Efficacy and safety of permissive hypercapnia in preterm infants: A systematic review.

CONTEXT

In adults, permissive hypercapnia reduces mortality and ventilation duration. However, in preterm infants, the findings from past research regarding the efficacy and safety of permissive hypercapnia are controversial.

OBJECTIVE

To evaluate the efficacy and safety of permissive hypercapnia versus normocapnia in preterm infants on mechanical ventilation.

DATA SOURCES

MEDLINE, EMBASE, CENTRAL, and CINAHL STUDY SELECTION: Published randomized controlled trials (RCTs), non-RCTs, interrupted time series, cohort studies, case-control studies, and controlled before-and-after studies were included.

DATA EXTRACTION

Two reviewers independently screened the title, abstract, and full text, extracted data, assessed the risk of bias, and evaluated certainty of evidence (CoE) according to the Grading of Recommendations Assessment and Development and Evaluation approach. A meta-analysis of RCTs was performed using the random-effects model.

RESULTS

Four RCTs (693 infants) and one cohort study (371 infants) were included.
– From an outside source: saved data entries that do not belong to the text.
//! A Rust implementation of the utreexo accumulator: a dynamic set
//! commitment built as a forest of perfect merkle trees. The accumulator
//! holds O(log n) root hashes for n elements, yet supports adding and
//! deleting elements and proving membership with logarithmic-size proofs.
//!
//! Three views of the same forest are provided, all under
//! [accumulator]:
//!
//! - [accumulator::stump::Stump]: roots and leaf count only. Enough to
//!   verify proofs and apply proven updates.
//! - [accumulator::map_pollard::MapPollard]: a stump plus a cache of
//!   chosen leaves and the intermediate hashes needed to re-prove them as
//!   blocks of additions and deletions go by.
//! - [accumulator::proof::Proof]: the inclusion proofs themselves, which
//!   can also be merged, shrunk and carried through deletions without any
//!   forest at hand.
//!
//! ```
//! use utreexo::accumulator::map_pollard::{Leaf, MapPollard};
//! use utreexo::accumulator::node_hash::NodeHash;
//! use utreexo::accumulator::proof::Proof;
//!
//! let mut pollard = MapPollard::new();
//! let leaves: Vec<Leaf> = (0u8..4)
//!     .map(|i| Leaf { hash: NodeHash::new([i; 32]), remember: i == 1 })
//!     .collect();
//! pollard.modify(&leaves, &[], &Proof::default()).unwrap();
//!
//! // the remembered leaf can be proven and spent later
//! let proof = pollard.prove(&[leaves[1].hash]).unwrap();
//! pollard.verify(&[leaves[1].hash], &proof, false).unwrap();
//! pollard.modify(&[], &[leaves[1].hash], &proof).unwrap();
//! ```

pub mod accumulator;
No significant differences existed between the permissive hypercapnia and normocapnia groups for bronchopulmonary dysplasia (BPD) (risk ratio [RR], 0.94; 95% confidence interval [CI], 0.74-1.18; very low CoE) and a composite outcome of death or BPD (RR, 1.05; 95% CI, 0.90-1.23; very low CoE). Permissive hypercapnia may increase necrotizing enterocolitis (RR, 1.69; 95% CI, 0.98-2.91; very low CoE), but the null or trivial effect cannot be excluded. No significant differences existed between the two groups for any other outcome assessed (very low-to-low CoE).

LIMITATIONS

The sample sizes were less than the optimal sizes for all outcomes assessed, indicating the need for further trials.

CONCLUSIONS

Permissive hypercapnia did not have any significant benefit or harm in preterm infants.